The mechanism of in vitro cytotoxicity by tumor necrosis serum (TNS) and a purified fraction was examined using sensitive L-M [murine tumorigenic fibroblast] cells. Cell death was assessed by uptake of the dye trypan blue and/or by release of radiolabeled Cr. Cell killing was time and dose dependent. Cell survival was assessed by counting the number of survivors via their ability to internalize the dye neutral red and/or by adherent cell protein. The cytotoxin was not cytostatic. Survival was inversely proportional to cell death. The change in survival was used to estimate the number of cells killed. The number of cells killed was logarithmically related to the amount of toxin. The ability to kill a fixed number of cells was inversely related to the number of cells in the assay well. It was estimated that, at ideal cell seed numbers, 1 .mu.g of TNS protein per 250 .mu.l killed about 50,000 cells in a 20-h period.
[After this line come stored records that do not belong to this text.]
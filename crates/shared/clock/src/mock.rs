//! Mock-now override
//!
//! A test-only replacement for the real current-time source. The override is
//! a stack where the most recently set value wins; clearing empties it.
//!
//! The stack lives in thread-local storage, so every test thread sees its own
//! override and parallel tests cannot observe each other's mocked time. The
//! flip side is that a value set on one thread is invisible to any other
//! thread: concurrent use across threads or tasks is not supported.

use chrono::{DateTime, Utc};
use log::debug;
use std::cell::RefCell;

use crate::{Clock, SystemClock};

thread_local! {
    static MOCK_NOW: RefCell<Vec<DateTime<Utc>>> = const { RefCell::new(Vec::new()) };
}

/// Push `now` onto the override stack; it shadows any earlier value
pub fn set_mock_now(now: DateTime<Utc>) {
    debug!("mock now set to {}", now);
    MOCK_NOW.with(|stack| stack.borrow_mut().push(now));
}

/// Remove every override for the calling thread
pub fn clear_mock_now() {
    debug!("mock now cleared");
    MOCK_NOW.with(|stack| stack.borrow_mut().clear());
}

/// The active override, if any
pub fn mock_now() -> Option<DateTime<Utc>> {
    MOCK_NOW.with(|stack| stack.borrow().last().copied())
}

/// Run `f` with `now` installed as the override
///
/// The override is cleared when `f` returns or unwinds.
pub fn with_mock_now<T>(now: DateTime<Utc>, f: impl FnOnce() -> T) -> T {
    let _guard = MockNow::new(now);
    f()
}

/// Scoped mock-now override
///
/// Sets the override on construction and unconditionally clears it on drop,
/// including when the scope is left through a panic.
#[must_use = "the override is cleared as soon as the guard is dropped"]
pub struct MockNow {
    _private: (),
}

impl MockNow {
    pub fn new(now: DateTime<Utc>) -> Self {
        set_mock_now(now);
        Self { _private: () }
    }
}

impl Drop for MockNow {
    fn drop(&mut self) {
        clear_mock_now();
    }
}

/// Clock that reports the mock-now override when one is set,
/// and the real system time otherwise
#[derive(Debug, Default, Clone, Copy)]
pub struct MockClock;

impl Clock for MockClock {
    fn now(&self) -> DateTime<Utc> {
        mock_now().unwrap_or_else(|| SystemClock.now())
    }

    fn name(&self) -> &str {
        "MockClock"
    }
}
Sensitivity was equated with the amount of TNS required to kill 35,000 cells in 20 h. Inhibitors of RNA and protein synthesis and also elevated temperatures enhanced sensitivity. The combined treatment of 1 .mu.M actinomycin D and 40.degree. Enhanced sensitivity by 15-fold. Resistant normal and tumorigenic cell lines (including human) were rendered sensitive by concomitantly treating them with TNS and cycloheximide or actinomycin D. Cytoskeletal-dirupting agents (colchicine, Colcemid, and cytochalasin B), inhibitors of lysosome activity (chloroquine, methylamine, and leupeptin), and 32.degree. all depressed sensitivity. Sensitivity was nearly equivalent in Ca-free medium. Results substituting partially purified cytotoxin were similar. A toxic factor(s) may need to be internalized and lysosomal activity may be necessary for cell killing.